[Collected data entries]
━━━━━━━━━━━━━━━━━━━━━━━━━━━━━━

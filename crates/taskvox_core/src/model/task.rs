use serde::{Deserialize, Serialize};
use std::fmt;

#[derive(Debug, Clone, PartialEq, Eq, Serialize, Deserialize)]
#[serde(rename_all = "camelCase")]
pub struct Task {
    pub id: String,
    pub title: String,
    #[serde(default, deserialize_with = "null_as_default")]
    pub description: String,
    #[serde(default, skip_serializing_if = "Option::is_none")]
    pub priority: Option<Priority>,
    #[serde(default, skip_serializing_if = "Option::is_none")]
    pub due_date: Option<String>,
    #[serde(default, deserialize_with = "null_as_default")]
    pub completed: bool,
    #[serde(default)]
    pub completed_at: Option<String>,
    #[serde(default)]
    pub voice_note: Option<String>,
    #[serde(default, deserialize_with = "null_as_default")]
    pub recordings: Vec<String>,
    pub created_at: String,
    /// Older collections never stored this; it falls back to `created_at` on load.
    #[serde(default)]
    pub updated_at: String,
}

fn null_as_default<'de, D, T>(deserializer: D) -> Result<T, D::Error>
where
    D: serde::Deserializer<'de>,
    T: Default + Deserialize<'de>,
{
    Ok(Option::<T>::deserialize(deserializer)?.unwrap_or_default())
}

#[derive(Debug, Clone, PartialEq, Eq, Hash, Serialize, Deserialize)]
#[serde(from = "String", into = "String")]
pub enum Priority {
    Low,
    Medium,
    High,
    /// Anything a lenient producer wrote that is not one of the known levels.
    Other(String),
}

impl Priority {
    pub fn as_str(&self) -> &str {
        match self {
            Self::Low => "Low",
            Self::Medium => "Medium",
            Self::High => "High",
            Self::Other(raw) => raw,
        }
    }

    /// Accepts only the known levels; "Normal" is the legacy name for Medium.
    pub fn parse_strict(raw: &str) -> Option<Self> {
        match raw.trim().to_ascii_lowercase().as_str() {
            "low" => Some(Self::Low),
            "medium" | "normal" => Some(Self::Medium),
            "high" => Some(Self::High),
            _ => None,
        }
    }

    pub fn is_known(&self) -> bool {
        !matches!(self, Self::Other(_))
    }
}

impl From<String> for Priority {
    fn from(raw: String) -> Self {
        Self::parse_strict(&raw).unwrap_or(Self::Other(raw))
    }
}

impl From<Priority> for String {
    fn from(priority: Priority) -> Self {
        match priority {
            Priority::Other(raw) => raw,
            known => known.as_str().to_string(),
        }
    }
}

impl fmt::Display for Priority {
    fn fmt(&self, f: &mut fmt::Formatter<'_>) -> fmt::Result {
        f.write_str(self.as_str())
    }
}

/// Input for creating a task. Identity and timestamps are assigned by the store.
#[derive(Debug, Clone, Default, PartialEq, Eq)]
pub struct NewTask {
    pub title: String,
    pub description: String,
    pub priority: Option<Priority>,
    pub due_date: Option<String>,
    pub voice_note: Option<String>,
    pub recordings: Vec<String>,
}

impl NewTask {
    pub fn titled<T: Into<String>>(title: T) -> Self {
        Self {
            title: title.into(),
            ..Self::default()
        }
    }
}

/// Partial update. `None` leaves a field untouched; `Some(None)` clears a
/// clearable field. Completion state is not patchable.
#[derive(Debug, Clone, Default, PartialEq, Eq)]
pub struct TaskPatch {
    pub title: Option<String>,
    pub description: Option<String>,
    pub priority: Option<Option<Priority>>,
    pub due_date: Option<Option<String>>,
    pub voice_note: Option<Option<String>>,
    pub recordings: Option<Vec<String>>,
}

impl TaskPatch {
    pub fn is_empty(&self) -> bool {
        self == &Self::default()
    }

    pub(crate) fn apply(self, task: &mut Task) {
        if let Some(title) = self.title {
            task.title = title;
        }
        if let Some(description) = self.description {
            task.description = description;
        }
        if let Some(priority) = self.priority {
            task.priority = priority;
        }
        if let Some(due_date) = self.due_date {
            task.due_date = due_date;
        }
        if let Some(voice_note) = self.voice_note {
            task.voice_note = voice_note;
        }
        if let Some(recordings) = self.recordings {
            task.recordings = recordings;
        }
    }
}

#[cfg(test)]
mod tests {
    use super::{Priority, Task, TaskPatch};

    #[test]
    fn deserializes_minimal_record_with_defaults() {
        let json = r#"{"id":"1","title":"demo","createdAt":"2025-12-20T00:00:00Z"}"#;
        let task: Task = serde_json::from_str(json).unwrap();

        assert_eq!(task.description, "");
        assert_eq!(task.priority, None);
        assert_eq!(task.due_date, None);
        assert!(!task.completed);
        assert_eq!(task.completed_at, None);
        assert_eq!(task.voice_note, None);
        assert!(task.recordings.is_empty());
        assert_eq!(task.updated_at, "");
    }

    #[test]
    fn accepts_explicit_nulls_for_optional_fields() {
        let json = r#"{
            "id": "1",
            "title": "demo",
            "description": null,
            "priority": null,
            "dueDate": null,
            "completed": null,
            "completedAt": null,
            "voiceNote": null,
            "recordings": null,
            "createdAt": "2025-12-20T00:00:00Z",
            "updatedAt": "2025-12-20T00:00:00Z"
        }"#;
        let task: Task = serde_json::from_str(json).unwrap();

        assert_eq!(task.description, "");
        assert!(!task.completed);
        assert!(task.recordings.is_empty());
    }

    #[test]
    fn serializes_camel_case_field_names() {
        let json = r#"{"id":"1","title":"demo","dueDate":"2025-12-21T09:00:00Z","createdAt":"a","updatedAt":"b"}"#;
        let task: Task = serde_json::from_str(json).unwrap();
        let value = serde_json::to_value(&task).unwrap();

        assert_eq!(value["dueDate"], "2025-12-21T09:00:00Z");
        assert_eq!(value["createdAt"], "a");
        assert_eq!(value["updatedAt"], "b");
        assert!(value["completedAt"].is_null());
        assert!(value.get("due_date").is_none());
    }

    #[test]
    fn priority_accepts_normal_as_medium() {
        let priority: Priority = serde_json::from_str("\"Normal\"").unwrap();
        assert_eq!(priority, Priority::Medium);
        assert_eq!(serde_json::to_string(&priority).unwrap(), "\"Medium\"");
    }

    #[test]
    fn priority_keeps_unknown_values_verbatim() {
        let priority: Priority = serde_json::from_str("\"Urgent!!\"").unwrap();
        assert_eq!(priority, Priority::Other("Urgent!!".to_string()));
        assert!(!priority.is_known());
        assert_eq!(serde_json::to_string(&priority).unwrap(), "\"Urgent!!\"");
    }

    #[test]
    fn parse_strict_rejects_unknown_levels() {
        assert_eq!(Priority::parse_strict(" HIGH "), Some(Priority::High));
        assert_eq!(Priority::parse_strict("low"), Some(Priority::Low));
        assert_eq!(Priority::parse_strict("urgent"), None);
    }

    #[test]
    fn empty_patch_is_detected() {
        assert!(TaskPatch::default().is_empty());
        let patch = TaskPatch {
            due_date: Some(None),
            ..TaskPatch::default()
        };
        assert!(!patch.is_empty());
    }
}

━━━━━━━━━━━━━━━━━━━━━━━━━━━━━━

Go over the entries above and say how many lines hold the string "PartialEq", with no other text.

4